With the United Nations set to meet next week in New York City, John Kerry sounded a warning shot today, pressing for a Security Council resolution demanding Syria hand over its chemical weapons.
“Time is short. Let’s not spend time debating what we already know,” the secretary of state told reporters at a briefing at the State Department on Thursday.
“Instead, we have to recognize that the world is watching to see whether we can avert military action and achieve through peaceful means even more than what those military strikes promise,” Kerry said.
Despite Kerry’s allusion to military strikes, momentum for U.S. military action has stalled domestically. President Obama has pledged not to strike Syria without approval from Congress, which opposes military action.
On Monday, the U.N. released its much-anticipated report on the use of chemical weapons in Syria. Kerry said Thursday the report proves Assad’s regime is to blame.
“This isn’t complicated, when we said we know what is true, we meant it,” Kerry said.
Details unveiled by the U.N. about missiles that carried sarin gas in the August attack outside Damascus., Kerry said, prove Assad’s culpability for “anyone who puts the dots together.”
“Every single data point — the types of munitions and launchers that were used, their origins, their trajectory, their markings and the confirmation of sarin — every single bit of it confirms what we already knew and what we told America and the world,” Kerry told reporters.
Next week, Kerry will travel to New York for the U.N. General Assembly, which will be in session starting Tuesday. Kerry pressed for a binding resolution to be passed by the Security Council next week.
“We need to make the Geneva agreement meaningful,” Kerry said, referencing the agreement between the U.S. and Russia calling on Syria to hand its chemical weapons over to international control.
Kerry also voiced some cautious optimism about recent comments by new Iranian president Hassan Rouhani, who told NBC in an interview this week that Iran will not pursue a nuclear weapon and is open to diplomacy with the U.S.

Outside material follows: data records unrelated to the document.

use serde::{Deserialize, Serialize};
use std::fmt;

/// Networks with built-in consensus parameters.
#[derive(Debug, Clone, Copy, PartialEq, Eq, Hash, Default, Serialize, Deserialize)]
#[serde(rename_all = "lowercase")]
pub enum Network {
    #[default]
    Mainnet,
    Testnet,
    Devnet,
    Regtest,
}

impl fmt::Display for Network {
    fn fmt(&self, f: &mut fmt::Formatter<'_>) -> fmt::Result {
        let name = match self {
            Network::Mainnet => "mainnet",
            Network::Testnet => "testnet",
            Network::Devnet => "devnet",
            Network::Regtest => "regtest",
        };
        f.write_str(name)
    }
}

/// Height-gated consensus parameters.
#[derive(Debug, Clone, Copy, PartialEq, Eq, Serialize, Deserialize)]
pub struct ConsensusParams {
    /// First height at which DIP0001 rules apply.
    pub dip0001_height: u32,
}

impl ConsensusParams {
    pub fn for_network(network: Network) -> Self {
        let dip0001_height = match network {
            Network::Mainnet => 782_208,
            Network::Testnet => 4_400,
            Network::Devnet | Network::Regtest => 2_000,
        };
        Self { dip0001_height }
    }

    /// Whether the DIP0001 rules are in force for a tip at `height`.
    pub fn dip0001_active_at(&self, height: u32) -> bool {
        height >= self.dip0001_height
    }
}

impl Default for ConsensusParams {
    fn default() -> Self {
        Self::for_network(Network::default())
    }
}
//! Replays a recorded JSON-lines event log through the dispatcher.
//!
//! Each non-blank line that does not start with `#` is one [`ChainEvent`].
//! A shutdown signal is only honoured between events, never in the middle of
//! a dispatch.

use crate::chain::ReplayChain;
use dsnotify_core::{NotificationDispatcher, SubsystemError};
use dsnotify_sdk::objects::ChainEvent;
use std::future::Future;
use thiserror::Error;
use tokio::io::{AsyncBufRead, AsyncBufReadExt};
use tracing::{debug, info};

#[derive(Debug, Error)]
pub enum ReplayError {
    #[error("failed to read event log: {0}")]
    Io(#[from] std::io::Error),

    #[error("line {line}: invalid event: {source}")]
    Parse {
        line: usize,
        source: serde_json::Error,
    },

    #[error("line {line}: {source}")]
    Dispatch {
        line: usize,
        source: SubsystemError,
    },
}

/// Counters reported at the end of a replay.
#[derive(Debug, Clone, Default, PartialEq, Eq)]
pub struct ReplayStats {
    pub events: u64,
    pub tip_updates: u64,
    pub transactions: u64,
    /// Stopped early by a shutdown signal.
    pub interrupted: bool,
}

impl ReplayStats {
    fn record(&mut self, event: &ChainEvent) {
        self.events += 1;
        match event {
            ChainEvent::UpdatedBlockTip { .. } => self.tip_updates += 1,
            ChainEvent::Transaction { .. } => self.transactions += 1,
            _ => {}
        }
    }
}

/// Parse one log line. Blank lines and `#` comments yield `None`.
pub fn parse_line(line: &str, line_no: usize) -> Result<Option<ChainEvent>, ReplayError> {
    let trimmed = line.trim();
    if trimmed.is_empty() || trimmed.starts_with('#') {
        return Ok(None);
    }
    serde_json::from_str(trimmed)
        .map(Some)
        .map_err(|source| ReplayError::Parse {
            line: line_no,
            source,
        })
}

/// Feed every event from `reader` to `dispatcher` until the input ends or
/// `shutdown` completes.
pub async fn replay<R>(
    dispatcher: &NotificationDispatcher,
    chain: &ReplayChain,
    reader: R,
    shutdown: impl Future<Output = ()>,
) -> Result<ReplayStats, ReplayError>
where
    R: AsyncBufRead + Unpin,
{
    let mut lines = reader.lines();
    let mut stats = ReplayStats::default();
    let mut line_no = 0usize;
    tokio::pin!(shutdown);

    loop {
        tokio::select! {
            biased;

            _ = &mut shutdown => {
                info!(line = line_no, "Replay interrupted");
                stats.interrupted = true;
                break;
            }

            line = lines.next_line() => {
                let Some(line) = line? else {
                    debug!(lines = line_no, "Reached end of event log");
                    break;
                };
                line_no += 1;
                let Some(event) = parse_line(&line, line_no)? else {
                    continue;
                };

                debug!(line = line_no, kind = event.kind(), "Replaying event");
                chain.observe(&event);
                let event = chain.mark_initial_download(event);
                dispatcher
                    .dispatch(&event)
                    .map_err(|source| ReplayError::Dispatch { line: line_no, source })?;
                stats.record(&event);
            }
        }
    }

    Ok(stats)
}
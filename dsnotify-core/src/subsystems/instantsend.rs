use crate::error::HookResult;
use dsnotify_sdk::objects::{BlockIndex, Transaction, TxPosition};

/// Legacy instant-send lock tracker.
pub trait InstantSend: Send + Sync {
    fn on_updated_tip(&self, tip: &BlockIndex) -> HookResult;

    fn on_sync_transaction(
        &self,
        tx: &Transaction,
        block: Option<&BlockIndex>,
        position: TxPosition,
    ) -> HookResult;
}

“I think Rouhani’s comments have been very positive, but everything needs to be put to the test. We’ll see where we go. And at the right moment, I think the White House and the State Department will make clear where we’re headed,” Kerry said, in response to a question as he left the podium.
Kerry did not say whether President Obama might meet with Rouhani in New York–an unlikely possibility, according to one Iran expert.
“It can be an opportune venue for what both sides like to write off as chance meetings, although I would be highly surprised if we saw a sit-down between the two presidents,” Suzanne Maloney of the Brookings Institution told ABC News this week.
Earlier today Kerry met with his Chinese counterpart Wang Yi, where he said the two would be discussing Syria. China has joined Russia in vetoing all three U.N. Security Council resolutions on Syria since the conflict began, but has expressed support of the new chemical weapons deal. Kerry said that while the United States appreciates China’s support for the deal, it needs its cooperation in the UN.
“We do have differences between our nations and have disagreed sharply over how the international community should respond to the Syrian regime’s use of chemical weapons,” Kerry said after the meeting. “With negotiations ongoing at the Security Council, we look forward to China playing a positive, constructive, important role.”